Türk Sineması umut veriyor

Sinemaya ilgi duymaya başladığımdan beri-ki bu lise yıllarımın sonlarına denk gelir- filmleri daha bir dikkatle, daha farklı bir bakış açısıyla izlemeye başladım. İlerleyen zamanlarda sinema sektöründe çalışmaya başladıktan sonra şu soruları kendime sormaya başladım:
 
-Türk Sineması neden gelişmiyor?
-Neden IMDB’nin en kötü 100 filmi listesindeki filmlerimiz, en iyi 100 film listesindekinden daha az?
-Hollywood’dan ne eksiğimiz var?
-Montaj operatöründen, yönetmene kadar oldukça zeki sinemacılarımız olmasına rağmen neden dünya piyasasına hükmeden biz değiliz?
 
Bu soruların hepsinin cevaplarını zamanla buldum.
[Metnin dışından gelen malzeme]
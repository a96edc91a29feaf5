//! Resource registry and resolution coordinator.
//!
//! Resources are registered first and resolved in one explicit `finalize()` call once the
//! model catalog reports its mappers configured. Resolution runs in strict phases over the
//! whole batch: every resource gets all its relationships injected, then every resource
//! synthesizes its schemas, then every resource mounts its routes.

use crate::controller::ControllerExtension;
use crate::error::ConfigError;
use crate::model::{ModelDef, RelationshipDescriptor, RelationshipInspector};
use crate::repository::Repository;
use crate::resource::{ForeignResource, RelationshipConfig, Resource};
use crate::schema::SchemaSet;
use axum::{routing::get, Json, Router};
use std::collections::{HashMap, HashSet};
use std::sync::Arc;
use utoipa::openapi::{info::InfoBuilder, path::PathsBuilder, schema::ComponentsBuilder, OpenApi, OpenApiBuilder};

#[derive(Clone, Copy, Debug, PartialEq, Eq)]
pub enum ResolutionState {
    Idle,
    Pending,
    Inspecting,
    Synthesizing,
    Routing,
    Ready,
}

pub struct Registry {
    link_prefix: String,
    resources: Vec<Resource>,
    models: HashMap<String, Arc<ModelDef>>,
    relationships: HashMap<String, Vec<RelationshipDescriptor>>,
    by_model: HashMap<String, usize>,
    state: ResolutionState,
    invoked: bool,
    completed: bool,
}

impl Default for Registry {
    fn default() -> Self {
        Self::new("")
    }
}

impl Registry {
    /// `link_prefix` is applied to every resource that does not set its own.
    pub fn new(link_prefix: impl Into<String>) -> Self {
        Registry {
            link_prefix: link_prefix.into(),
            resources: Vec::new(),
            models: HashMap::new(),
            relationships: HashMap::new(),
            by_model: HashMap::new(),
            state: ResolutionState::Idle,
            invoked: false,
            completed: false,
        }
    }

    pub fn state(&self) -> ResolutionState {
        self.state
    }

    pub fn is_ready(&self) -> bool {
        self.completed
    }

    pub fn link_prefix(&self) -> &str {
        &self.link_prefix
    }

    pub fn resources(&self) -> &[Resource] {
        &self.resources
    }

    /// Track a resource. The first registration after a completed resolution schedules
    /// the next one; later registrations join the same batch.
    pub fn register(&mut self, mut resource: Resource) -> Result<(), ConfigError> {
        let name = resource.model_name().to_string();
        if self.by_model.contains_key(&name) {
            return Err(ConfigError::DuplicateResource(name));
        }
        if self.resources.iter().any(|r| r.path() == resource.path()) {
            return Err(ConfigError::DuplicatePath(resource.path().to_string()));
        }
        resource.default_link_prefix(&self.link_prefix);
        self.models.insert(name.clone(), resource.model().clone());
        self.by_model.insert(name.clone(), self.resources.len());
        self.resources.push(resource);
        self.completed = false;
        if self.invoked {
            tracing::debug!(model = %name, "registration joined pending resolution");
        } else {
            self.invoked = true;
            self.state = ResolutionState::Pending;
            tracing::debug!(model = %name, "resolution scheduled");
        }
        Ok(())
    }

    /// Run the pending resolution. A no-op when already ready with nothing new registered.
    pub fn finalize(&mut self, inspector: &dyn RelationshipInspector) -> Result<(), ConfigError> {
        if !self.invoked {
            tracing::debug!(state = ?self.state, "nothing to resolve");
            return Ok(());
        }
        if !inspector.is_configured() {
            return Err(ConfigError::MappersNotConfigured);
        }
        let result = self.run_resolution(inspector);
        if result.is_err() {
            self.state = ResolutionState::Pending;
        }
        result
    }

    fn run_resolution(&mut self, inspector: &dyn RelationshipInspector) -> Result<(), ConfigError> {
        self.set_state(ResolutionState::Inspecting);
        let fresh: HashSet<usize> = (0..self.resources.len())
            .filter(|&i| !self.resources[i].is_resolved())
            .collect();
        let foreign: HashMap<String, ForeignResource> = self
            .resources
            .iter()
            .map(|r| (r.model_name().to_string(), r.foreign()))
            .collect();
        // resolved resources that gained or re-targeted an edge
        let mut changed: HashSet<String> = HashSet::new();
        for resource in &mut self.resources {
            let owner = resource.model_name().to_string();
            let descriptors = inspector.inspect(&owner);
            for d in &descriptors {
                let target = foreign
                    .get(d.target_model())
                    .ok_or_else(|| ConfigError::UnregisteredModel {
                        owner: owner.clone(),
                        relationship: d.name.clone(),
                        model: d.target_model().to_string(),
                    })?;
                let edge_changed = resource.inject_relationship(RelationshipConfig::new(d.clone(), target.clone()));
                if edge_changed && resource.is_resolved() {
                    changed.insert(owner.clone());
                }
            }
            self.relationships.insert(owner, descriptors);
        }
        if !changed.is_empty() {
            for resource in &mut self.resources {
                if changed.contains(resource.model_name()) {
                    tracing::info!(model = %resource.model_name(), "relationships changed, rebuilding schemas and routes");
                    resource.invalidate();
                } else if resource.is_resolved()
                    && resource.relations().iter().any(|r| changed.contains(&r.foreign.model))
                {
                    // relation routes render the changed resource's envelopes
                    resource.unmount();
                }
            }
        }

        self.set_state(ResolutionState::Synthesizing);
        for resource in self.resources.iter_mut().filter(|r| r.schemas().is_none()) {
            resource.generate_internal_schemas();
        }

        self.set_state(ResolutionState::Routing);
        let schemas: HashMap<String, Arc<SchemaSet>> = self
            .resources
            .iter()
            .filter_map(|r| r.schemas().map(|s| (r.model_name().to_string(), s.clone())))
            .collect();
        for resource in self.resources.iter_mut().filter(|r| !r.is_resolved()) {
            resource.resolve(&schemas)?;
        }

        self.completed = true;
        self.invoked = false;
        self.set_state(ResolutionState::Ready);
        let mut fresh: Vec<usize> = fresh.into_iter().collect();
        fresh.sort_unstable();
        for i in fresh {
            self.resources[i].notify_resolved();
        }
        Ok(())
    }

    fn set_state(&mut self, next: ResolutionState) {
        tracing::info!(from = ?self.state, to = ?next, resources = self.resources.len(), "resolution state");
        self.state = next;
    }

    pub fn get_model_by_name(&self, name: &str) -> Option<&Arc<ModelDef>> {
        self.models.get(name)
    }

    /// Relationships found for a model by the last resolution.
    pub fn get_relationships_by_name(&self, name: &str) -> Option<&[RelationshipDescriptor]> {
        self.relationships.get(name).map(Vec::as_slice)
    }

    pub fn get_resource_by_name(&self, name: &str) -> Option<&Resource> {
        self.by_model.get(name).map(|&i| &self.resources[i])
    }

    pub fn get_resource_by_name_mut(&mut self, name: &str) -> Option<&mut Resource> {
        let i = *self.by_model.get(name)?;
        self.resources.get_mut(i)
    }

    pub fn get_repository_by_name(&self, name: &str) -> Option<&Arc<Repository>> {
        self.get_resource_by_name(name).map(Resource::repository)
    }

    pub fn get_controller_by_name(&self, name: &str) -> Option<&Router> {
        self.get_resource_by_name(name).and_then(Resource::routes)
    }

    pub fn get_controller_extension_by_name(&self, name: &str) -> Option<&Arc<dyn ControllerExtension>> {
        self.get_resource_by_name(name).and_then(Resource::controller_extension)
    }

    /// OpenAPI document covering every resolved resource.
    pub fn openapi(&self) -> OpenApi {
        let mut components = ComponentsBuilder::new();
        let mut paths = PathsBuilder::new();
        for r in &self.resources {
            let Some(set) = r.schemas() else { continue };
            for (name, schema) in set.components() {
                components = components.schema(name, schema);
            }
            for (path, item) in set.paths(r.path(), r.tags(), r.id_type(), |op| !r.disabled().is_disabled(op)) {
                paths = paths.path(path, item);
            }
        }
        OpenApiBuilder::new()
            .info(InfoBuilder::new().title(env!("CARGO_PKG_NAME")).version(env!("CARGO_PKG_VERSION")).build())
            .paths(paths.build())
            .components(Some(components.build()))
            .build()
    }

    /// Every resource's mounted routes plus `GET /openapi.json`. Fails until resolution completes.
    pub fn router(&self) -> Result<Router, ConfigError> {
        if !self.completed {
            return Err(ConfigError::NotResolved);
        }
        let doc = Arc::new(self.openapi());
        let mut router = Router::new().route(
            "/openapi.json",
            get(move || {
                let doc = doc.clone();
                async move { Json(doc.as_ref().clone()) }
            }),
        );
        for r in &self.resources {
            if let Some(routes) = r.routes() {
                router = router.merge(routes.clone());
            }
        }
        Ok(router)
    }
}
Ama şimdilik bunları kendime saklamayı uygun buluyorum.
 
Geçenlerde izlediğim birkaç film, bende öyle duygular yarattı ki, Türk sinemasının parlak geleceğine olan inancım oldukça arttı.
 
Filmlerin sadece senaryo, kamera açıları gibi temel özelliklerinden başka, Color Correction(Renk Düzeltme) gibi teknik başka özellikleri de dikkatimi çekti.
 
7-8 yıl öncesine kadar Color Correction nedir bilmeyen filmlerimiz, şimdi bu özellik sayesinde Hollywood yapımlarından farksız duruyor. Halbuki Hollywood’da bu teknik çok uzun yıllardır kullanılıyordu.
 
Hollywood filmlerindeki aksiyondan, özel efekte birçok tekniği henüz tam anlamıyla uygulayamasak da(uyguladık diyen dünya çapında efektleri ya da herhangi bir teknik başarısıyla ses getiren Türk filmi söylesin) bu teknikleri yerli yapımlarda görmek “haydi bakalım olacak” dedirtiyor bize.
 
İstediğimizde, bizde olmayan bir şeyi hemen alıp ustalıkla uygulayabiliyoruz.
 
Bu iyi bir şey!..
 
Ama bütün bunları oldukça geriden takip ediyoruz.
 
Bu da kötü bir şey!...
 
Yeni, yapılmamış bir şey yapmaktan bizi alıkoyan şey de bu aslında. Biz onu keşfedene kadar, hemen herkes yeni fikirler, yeni projeler üretip onu kullanmış oluyor. Bize de çoğunlukla taklit etmek kalıyor.
 
Her şeye rağmen, yeni yetişen sinemacılarımızın yaptığı işlerle Türk Sinemasının kazandığı ivmeye bakarak, “Başarabiliriz” hatta “Başarıyoruz” diyebilirim.
 
Unutmayın ki, sineması gelişmiş bir ülke, başka ülkelere filmleriyle birlikte, “kültürünü” de pazarlar!...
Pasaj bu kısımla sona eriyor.